Published Nov 8, 2005
bethin
1,927 Posts
I have worked four years as a CNA on a med/surg floor. I work 12 hr shifts, 7a-7p every weekend. Lately, I have been so depressed at work. I hate my job. I think it's the floor, not the patients. I never have the time to get to know my patients. When I ask the nurses about history, I get a dirty look like I'm not supposed to know. Recently, I took care of a MRSA pt but it took 2 days before I was told-thank God I used precautions. Generally, I have 6-10 pts. with about half being complete care. I spend about 30-45mins. doing a pts. complete care but all I can think about when I'm with a patient is everything else I have to do. Also, I hear the call lights out in the hall and know that all the aides are in rooms doing baths and the nurses won't get them except for a few exceptions. When I walk out of a room with a bed full of dirty linens in my hand I get a list of all the things I need to do. Last weekend, as I was walking out of the room with linens, I was stopped by two nurses who started SPEAKING AT THE SAME TIME!! What really made me mad was the fact that they didn't realize the other one was talking. They got very upset with me when I told them I couldn't hear what they were saying. When I asked them to speak at one time they started fighting, "me first...no, me first." Every so often I have the privelege of floating to ICU where there is usually 1 or 2 patients. I LOVE it there. I can spend more time with each patient.

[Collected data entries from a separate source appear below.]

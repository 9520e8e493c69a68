use std::io::Write;
use std::sync::{Mutex, PoisonError};

use crate::metrics::snapshot::MemoMetricsSnapshot;
use crate::metrics::traits::MetricsExporter;

/// Prometheus text exporter for memo metrics snapshots.
///
/// Writes the Prometheus text exposition format so it can be scraped by
/// Prometheus or forwarded to an OpenTelemetry collector.
#[derive(Debug)]
pub struct PrometheusTextExporter<W: Write + Send + Sync> {
    prefix: String,
    writer: Mutex<W>,
}

impl<W: Write + Send + Sync> PrometheusTextExporter<W> {
    pub fn new(prefix: impl Into<String>, writer: W) -> Self {
        Self {
            prefix: prefix.into(),
            writer: Mutex::new(writer),
        }
    }

    /// Returns the underlying writer.
    pub fn into_inner(self) -> W {
        self.writer
            .into_inner()
            .unwrap_or_else(PoisonError::into_inner)
    }

    fn write_metric(&self, kind: &str, name: &str, value: u64) {
        let mut writer = self.writer.lock().unwrap_or_else(PoisonError::into_inner);
        let _ = writeln!(writer, "# TYPE {} {}", name, kind);
        let _ = writeln!(writer, "{} {}", name, value);
    }

    fn write_counter(&self, suffix: &str, value: u64) {
        self.write_metric("counter", &self.metric_name(suffix), value);
    }

    fn write_gauge(&self, suffix: &str, value: usize) {
        self.write_metric("gauge", &self.metric_name(suffix), value as u64);
    }

    fn metric_name(&self, suffix: &str) -> String {
        if self.prefix.is_empty() {
            suffix.to_string()
        } else {
            format!("{}_{}", self.prefix, suffix)
        }
    }
}

impl<W: Write + Send + Sync> MetricsExporter<MemoMetricsSnapshot> for PrometheusTextExporter<W> {
    fn export(&self, snapshot: &MemoMetricsSnapshot) {
        self.write_counter("lookups_total", snapshot.lookups);
        self.write_counter("hits_total", snapshot.hits);
        self.write_counter("misses_total", snapshot.misses);
        self.write_counter("computes_total", snapshot.computes);
        self.write_counter("compute_failures_total", snapshot.compute_failures);
        self.write_counter("fills_refused_total", snapshot.fills_refused);
        self.write_counter("entries_created_total", snapshot.entries_created);
        self.write_counter("collisions_total", snapshot.collisions);
        self.write_counter("scan_steps_total", snapshot.scan_steps);
        self.write_counter("probes_total", snapshot.probes);
        self.write_counter("probe_hits_total", snapshot.probe_hits);
        self.write_gauge("entries", snapshot.entries);
        self.write_gauge("computed", snapshot.computed);
        self.write_gauge("levels", snapshot.levels);
    }
}

#[cfg(test)]
mod tests {
    use super::*;

    #[test]
    fn exports_prefixed_counters_and_gauges() {
        let exporter = PrometheusTextExporter::new("fib", Vec::new());
        let snapshot = MemoMetricsSnapshot {
            lookups: 3,
            hits: 1,
            misses: 2,
            entries: 2,
            ..MemoMetricsSnapshot::default()
        };
        exporter.export(&snapshot);
        let text = String::from_utf8(exporter.into_inner()).unwrap();
        assert!(text.contains("# TYPE fib_lookups_total counter\nfib_lookups_total 3\n"));
        assert!(text.contains("fib_hits_total 1\n"));
        assert!(text.contains("# TYPE fib_entries gauge\nfib_entries 2\n"));
    }

    #[test]
    fn empty_prefix_uses_bare_names() {
        let exporter = PrometheusTextExporter::new("", Vec::new());
        exporter.export(&MemoMetricsSnapshot::default());
        let text = String::from_utf8(exporter.into_inner()).unwrap();
        assert!(text.contains("\nlevels 0\n"));
    }
}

Also, I have learned so much more up there than I have ever learned on med/surg. I am doing pre-reqs for nursing now and hope when I graduate to get a job in a nicu. I think I'm destined to be a critical care nurse, not a med/surg or LTC nurse. There isn't any other floors that use aides except for med/surg and LTC. I have applied to other hospitals, but I don't have the experience in OB or enough of it for ICU. I feel like crying. I feel guilty when I'm with a pt. and my mind is elsewhere. Also, I feel so bad when I get home and realize that I forgot to do something. I hate being treated like a low life just because I don't have an education--even though I'm pursuing one.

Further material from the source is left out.